17 novembre: “Mille giorni”

Sabato 17 Novembre 2012 – ore 21
PERSONAE – Percorsi Teatrali

SPETTACOLO TEATRALE
Arti e Spettacolo & Teatro del Krak

MILLE GIORNI: racconti dal disastro dell’Aquila

di: Tiziana Irti, Antonio G. Tucci
con: Tiziana Irti

Ingresso: INTERO Euro 15,00 – RIDOTTO Euro 13,00

Mille giorni sono quasi tre anni. In tre anni un bambino cresce facendo enormi progressi, in tre anni si può morire per i più vari motivi, specialmente se si è anziani, si cambia o si perde un lavoro, si cambia scuola, colore dei capelli e tutto quello che ci può venire in mente nella vita di una persona. In tre anni non si ricostruisce una città; questo lo sappiamo ormai avendo di fronte agli occhi l’esempio dell’Aquila.

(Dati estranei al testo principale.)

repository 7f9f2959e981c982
pub mod api_entities;
pub mod app_state;
pub mod http_server;
pub mod openapi;
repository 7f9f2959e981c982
use std::sync::Arc;

use calorie_tracker_core::application::CalorieTrackerService;

use crate::args::Args;

#[derive(Clone)]
pub struct AppState {
    pub args: Arc<Args>,
    pub service: CalorieTrackerService,
}

impl AppState {
    pub fn new(args: Arc<Args>, service: CalorieTrackerService) -> Self {
        Self { args, service }
    }
}
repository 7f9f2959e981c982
use tracing::{debug, error, info, warn};
use uuid::Uuid;

use crate::domain::{
    common::{entities::app_errors::CoreError, services::Service},
    food_analysis::{
        entities::AnalysisOutcome,
        ports::{FoodAnalysisService, LLMClient},
        prompt::FOOD_ANALYSIS_PROMPT,
    },
    image::{entities::SelectedImage, services::prepare_image},
    session::{entities::Session, ports::SessionRepository},
};

impl<S, LLM> FoodAnalysisService for Service<S, LLM>
where
    S: SessionRepository,
    LLM: LLMClient,
{
    async fn analyze_image(&self, image: Option<SelectedImage>) -> AnalysisOutcome {
        let Some(image) = image else {
            return AnalysisOutcome::no_selection();
        };

        let payload = match prepare_image(&image, &self.image_config.declared_media_type) {
            Ok(payload) => payload,
            Err(e) => {
                warn!(source = ?image.source, error = %e, "image could not be prepared");
                return AnalysisOutcome::failed(e.to_string());
            }
        };

        match self
            .llm_client
            .generate_with_image(FOOD_ANALYSIS_PROMPT.to_string(), payload)
            .await
        {
            Ok(text) => {
                info!(chars = text.len(), "analysis completed");
                AnalysisOutcome::completed(text)
            }
            Err(e) => {
                error!(error = %e, "analysis failed");
                AnalysisOutcome::failed(e.to_string())
            }
        }
    }

    async fn analyze_selection(&self, session_id: Uuid) -> Result<Session, CoreError> {
        let image = self
            .session_repository
            .get(session_id)
            .await?
            .ok_or(CoreError::NotFound)?
            .selected_image;
        let selection_id = image.as_ref().map(|image| image.id);

        let outcome = self.analyze_image(image).await;

        // The selection may have changed while the model was running; the
        // newer selection wins and this outcome is dropped.
        self.session_repository
            .update(
                session_id,
                Box::new(move |session: &mut Session| {
                    if !session.record_outcome(selection_id, outcome) {
                        debug!(session_id = %session.id, "selection changed during analysis");
                    }
                    session.touch();
                }),
            )
            .await?
            .ok_or(CoreError::NotFound)
    }
}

Però si può ricordare come era questa città e gettare una nuova luce sul futuro che si può immaginare, imparando, se vivessimo nel migliore dei mondi possibili, le cose da riconquistare e quelle da buttare.

Mille giorni è uno spettacolo teatrale di Tiziana Irti e Antonio G. Tucci – prodotto da Arti e Spettacolo, L’Aquila e Teatro Del Krak, Ortona (Chieti) – basato sulla memoria di chi ha vissuto il terremoto dalla scossa fino a mille giorni dopo.

I racconti dal disastro dell’Aquila si sono poi intrecciati nella rielaborazione scritta, dove un flusso di coscienza continuo ripercorre momenti noti e meno noti dell’era del terremotato aquilano. Una pluralità di voci aquilane riunita su un palcoscenico per farsi ascoltare.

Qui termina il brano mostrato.